There's plenty of demand for engineers in this recession. No oversupply of engineers.

In my experience, yes, Americans on the whole are better engineers than Asians, Indians. Americans think outside the box. The Asians and Indians educated over there usually get confused because the problem does not fit with the style in which they learned (which is to say, they haven't seen a problem like it before, because they, overwhelmingly, learn by memorization and not problem solving). This only applies to Asians/Indians that were trained in Asian/Indian schools.

I completely agree on your wealth statement. I'm just saying that engineering is where any new wealth can be created-- we can't all be finance or business majors anymore. Engineering is where new solar panel tech is going to come from. Biomedical engineering is where new drugs and cheaper cures are going to come from. Nanotechnology, specifically in relation to biotech. Gene sequencing and engineering. There are plenty of market segments begging to be exploited, that we simply don't have the manpower to explore. And they're all directly related to the field of engineering or health. We have plenty of health tech to sell to the world but we seem hellbent on crippling the system that drives the research, simply because 15% aren't covered. Mark my words, the passing of UHC will be the start of the end of spending on research. All the money will go to curing known diseases, so people will call on the government to spend even more, on research, to pick up the lost slack. Anyways, health would have been the next big thing because prices don't spiral out of control endlessly, eventually the public would have figured out you could make a lot of money doing that, and they'd start to be willing to go spend 10 years of their life in post-secondary education for those paychecks-- it's all about incentives, and currently it's not worth it to us to spend a third of our lives in education to be a doctor. Why people think we should legislate the problem away (when every other country that has tried this has had to ration care and/or quality of services has fallen-- ex. being the USA's cancer survival rates being 50% higher than NHS's) is beyond me.

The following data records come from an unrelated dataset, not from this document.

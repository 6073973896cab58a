//! Per-deployment priority queues.
//!
//! Each deployment owns three FIFO tiers. Dequeue drains HIGH first, then
//! NORMAL, then LOW. Entries carry an opaque continuation (the scheduler stores
//! a single-slot wake-up channel there) and keep their original enqueue time
//! when promoted, so starvation checks measure the full wait.
//!
//! ```text
//! deployment 3@1
//!   HIGH   [e7]
//!   NORMAL [e2] [e5]      <- dequeue order: e7, e2, e5, e1, e4
//!   LOW    [e1] [e4]
//! ```

use std::collections::{HashMap, VecDeque};
use std::time::Duration;

use async_trait::async_trait;
use serde::Serialize;
use tokio::sync::Mutex;
use tokio::time::Instant;
use tracing::debug;

use crate::error::QueueError;
use crate::types::{DeploymentId, Priority};

/// Identifier handed out by [`QueueManager::enqueue`]
#[derive(Debug, Clone, Copy, PartialEq, Eq, Hash, PartialOrd, Ord)]
pub struct EntryId(u64);

impl std::fmt::Display for EntryId {
    fn fmt(&self, f: &mut std::fmt::Formatter<'_>) -> std::fmt::Result {
        write!(f, "entry-{}", self.0)
    }
}

/// Configuration for the queue manager
#[derive(Debug, Clone)]
pub struct QueueConfig {
    /// Maximum number of waiting requests per deployment
    pub max_depth_per_deployment: usize,
}

impl Default for QueueConfig {
    fn default() -> Self {
        Self { max_depth_per_deployment: 500 }
    }
}

impl QueueConfig {
    /// Create config from environment variables
    pub fn from_env() -> Self {
        let mut config = Self::default();

        if let Ok(val) = std::env::var("LOGOS_MAX_QUEUE_PER_DEPLOYMENT") {
            if let Ok(n) = val.parse() {
                config.max_depth_per_deployment = n;
            }
        }

        config
    }
}

/// Per-tier depth of one deployment's queue
#[derive(Debug, Clone, Copy, Default, PartialEq, Eq, Serialize)]
pub struct QueueState {
    pub low: usize,
    pub normal: usize,
    pub high: usize,
    pub total: usize,
}

impl QueueState {
    /// Depth of a single tier
    pub fn depth(&self, priority: Priority) -> usize {
        match priority {
            Priority::Low => self.low,
            Priority::Normal => self.normal,
            Priority::High => self.high,
        }
    }
}

/// A waiting request
#[derive(Debug)]
pub struct QueueEntry<T> {
    pub id: EntryId,
    pub deployment: DeploymentId,
    pub priority: Priority,
    pub enqueued_at: Instant,
    pub continuation: T,
}

impl<T> QueueEntry<T> {
    /// Time spent in the queue so far
    pub fn waited(&self) -> Duration {
        self.enqueued_at.elapsed()
    }
}

/// Read-only queue visibility, used by facades that report queue depth
#[async_trait]
pub trait QueueVisibility: Send + Sync {
    async fn queue_state(&self, deployment: DeploymentId) -> QueueState;
}

#[derive(Debug)]
struct Tiers<T> {
    tiers: [VecDeque<QueueEntry<T>>; 3],
}

impl<T> Default for Tiers<T> {
    fn default() -> Self {
        Self { tiers: [VecDeque::new(), VecDeque::new(), VecDeque::new()] }
    }
}

impl<T> Tiers<T> {
    fn tier(&self, priority: Priority) -> &VecDeque<QueueEntry<T>> {
        &self.tiers[priority.index()]
    }

    fn tier_mut(&mut self, priority: Priority) -> &mut VecDeque<QueueEntry<T>> {
        &mut self.tiers[priority.index()]
    }

    fn total(&self) -> usize {
        self.tiers.iter().map(VecDeque::len).sum()
    }

    fn state(&self) -> QueueState {
        QueueState {
            low: self.tier(Priority::Low).len(),
            normal: self.tier(Priority::Normal).len(),
            high: self.tier(Priority::High).len(),
            total: self.total(),
        }
    }

    fn take(&mut self, id: EntryId, priority: Priority) -> Option<QueueEntry<T>> {
        let tier = self.tier_mut(priority);
        let pos = tier.iter().position(|e| e.id == id)?;
        tier.remove(pos)
    }

    /// Insert keeping the tier ordered by original enqueue time
    fn insert_ordered(&mut self, entry: QueueEntry<T>) {
        let tier = self.tier_mut(entry.priority);
        let pos = tier
            .iter()
            .position(|e| (e.enqueued_at, e.id) > (entry.enqueued_at, entry.id))
            .unwrap_or(tier.len());
        tier.insert(pos, entry);
    }
}

struct Inner<T> {
    queues: HashMap<DeploymentId, Tiers<T>>,
    /// Where each live entry currently sits
    index: HashMap<EntryId, (DeploymentId, Priority)>,
    next_id: u64,
}

/// Priority queues for every deployment, guarded by a single lock
pub struct QueueManager<T> {
    config: QueueConfig,
    inner: Mutex<Inner<T>>,
}

impl<T: Send + 'static> QueueManager<T> {
    /// Create a new queue manager with the given configuration
    pub fn new(config: QueueConfig) -> Self {
        Self {
            config,
            inner: Mutex::new(Inner { queues: HashMap::new(), index: HashMap::new(), next_id: 0 }),
        }
    }

    /// Create a queue manager with default configuration
    pub fn with_defaults() -> Self {
        Self::new(QueueConfig::default())
    }

    /// Append a waiter to the tail of its tier
    pub async fn enqueue(
        &self,
        continuation: T,
        deployment: DeploymentId,
        priority: Priority,
    ) -> Result<EntryId, QueueError> {
        let mut inner = self.inner.lock().await;

        let depth = inner.queues.get(&deployment).map(Tiers::total).unwrap_or(0);
        if depth >= self.config.max_depth_per_deployment {
            return Err(QueueError::QueueFull {
                deployment,
                max: self.config.max_depth_per_deployment,
            });
        }

        let id = EntryId(inner.next_id);
        inner.next_id += 1;

        let entry = QueueEntry { id, deployment, priority, enqueued_at: Instant::now(), continuation };
        inner.queues.entry(deployment).or_default().tier_mut(priority).push_back(entry);
        inner.index.insert(id, (deployment, priority));

        debug!(%deployment, %priority, entry = %id, depth = depth + 1, "Request enqueued");

        Ok(id)
    }

    /// Pop the next waiter for a deployment: HIGH, then NORMAL, then LOW
    pub async fn dequeue(&self, deployment: DeploymentId) -> Option<QueueEntry<T>> {
        let mut inner = self.inner.lock().await;
        let tiers = inner.queues.get_mut(&deployment)?;

        let entry = Priority::DEQUEUE_ORDER
            .iter()
            .find_map(|&priority| tiers.tier_mut(priority).pop_front())?;

        if tiers.total() == 0 {
            inner.queues.remove(&deployment);
        }
        inner.index.remove(&entry.id);

        debug!(
            %deployment,
            priority = %entry.priority,
            entry = %entry.id,
            wait_ms = entry.waited().as_millis() as u64,
            "Request dequeued"
        );

        Some(entry)
    }

    /// Per-tier counts for a deployment
    pub async fn get_state(&self, deployment: DeploymentId) -> QueueState {
        let inner = self.inner.lock().await;
        inner.queues.get(&deployment).map(Tiers::state).unwrap_or_default()
    }

    /// Total waiters for a deployment
    pub async fn get_total_depth(&self, deployment: DeploymentId) -> usize {
        let inner = self.inner.lock().await;
        inner.queues.get(&deployment).map(Tiers::total).unwrap_or(0)
    }

    /// Total waiters across all deployments
    pub async fn total_waiting(&self) -> usize {
        self.inner.lock().await.index.len()
    }

    /// Move an entry to a higher tier, keeping its enqueue timestamp.
    ///
    /// Returns `false` when the entry is gone or `new_priority` is not higher
    /// than its current tier; priorities never decrease.
    pub async fn move_priority(&self, id: EntryId, new_priority: Priority) -> bool {
        let mut inner = self.inner.lock().await;

        let Some(&(deployment, current)) = inner.index.get(&id) else {
            return false;
        };
        if new_priority <= current {
            return false;
        }

        let Some(tiers) = inner.queues.get_mut(&deployment) else {
            return false;
        };
        let Some(mut entry) = tiers.take(id, current) else {
            return false;
        };

        entry.priority = new_priority;
        tiers.insert_ordered(entry);
        inner.index.insert(id, (deployment, new_priority));

        debug!(%deployment, entry = %id, from = %current, to = %new_priority, "Entry promoted");

        true
    }

    /// Remove an entry wherever it is.
    ///
    /// Idempotent: returns `None` if the entry was already dequeued or removed.
    pub async fn remove(&self, id: EntryId) -> Option<QueueEntry<T>> {
        let mut inner = self.inner.lock().await;

        let (deployment, priority) = inner.index.remove(&id)?;
        let tiers = inner.queues.get_mut(&deployment)?;
        let entry = tiers.take(id, priority);

        if tiers.total() == 0 {
            inner.queues.remove(&deployment);
        }

        if entry.is_some() {
            debug!(%deployment, entry = %id, "Entry removed");
        }

        entry
    }

    /// Entries of one tier with their enqueue time, in queue order
    pub async fn waiting_since(
        &self,
        deployment: DeploymentId,
        priority: Priority,
    ) -> Vec<(EntryId, Instant)> {
        let inner = self.inner.lock().await;
        inner
            .queues
            .get(&deployment)
            .map(|tiers| tiers.tier(priority).iter().map(|e| (e.id, e.enqueued_at)).collect())
            .unwrap_or_default()
    }

    /// Priority tier an entry currently sits in
    pub async fn priority_of(&self, id: EntryId) -> Option<Priority> {
        self.inner.lock().await.index.get(&id).map(|&(_, priority)| priority)
    }
}

#[async_trait]
impl<T: Send + 'static> QueueVisibility for QueueManager<T> {
    async fn queue_state(&self, deployment: DeploymentId) -> QueueState {
        self.get_state(deployment).await
    }
}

Best: get an undergrad in engineering. Work for 5 years, master your trade, go back and get an MBA. On the side, learn Chinese. Then you can employ those millions of Chinese engineers by looking at the problem and wording it and phrasing it in a way they can understand.

I'm serious. There's something fundamentally different about the way their children are raised, from the way ours are raised, that affects brain development and their abilities for their entire life. We have our kids solve puzzles, put the cube into the square hole and the prism into the triangular hole. They don't do this (yet). Pray they don't start learn to solve, for your sake; you'd rather them keep memorizing. Otherwise they might turn into big-picture-thinker engineers like we currently have.

Again-- best thing you can do is learn Chinese and think like an engineer; if you want to survive the next 50 years, that is. Of course, we could just blame our way out of it and keep electing people who will "stimulate" to keep us fed and watching TV. It's what every other superpower did on its way down.
 

sandorski

No Lifer
Oct 10, 1999
70,848
6,385
126
Originally posted by: Skoorb
Originally posted by: sandorski
Originally posted by: Skoorb
Originally posted by: sandorski
The US needs an Advanced Tech that is unique and desirable Internationally. Green Tech is an obvious sector where such a thing is likely to come from, but there are other sectors that could deliver as well.
Like military?

Probably not. The US does Sell Military Tech already, but that is an unreliable Sector to base the whole Economy behind.
It's worked pretty well so far ;)

Only to a certain extent. Nothing on the scale of the PC, which is the scale the US needs.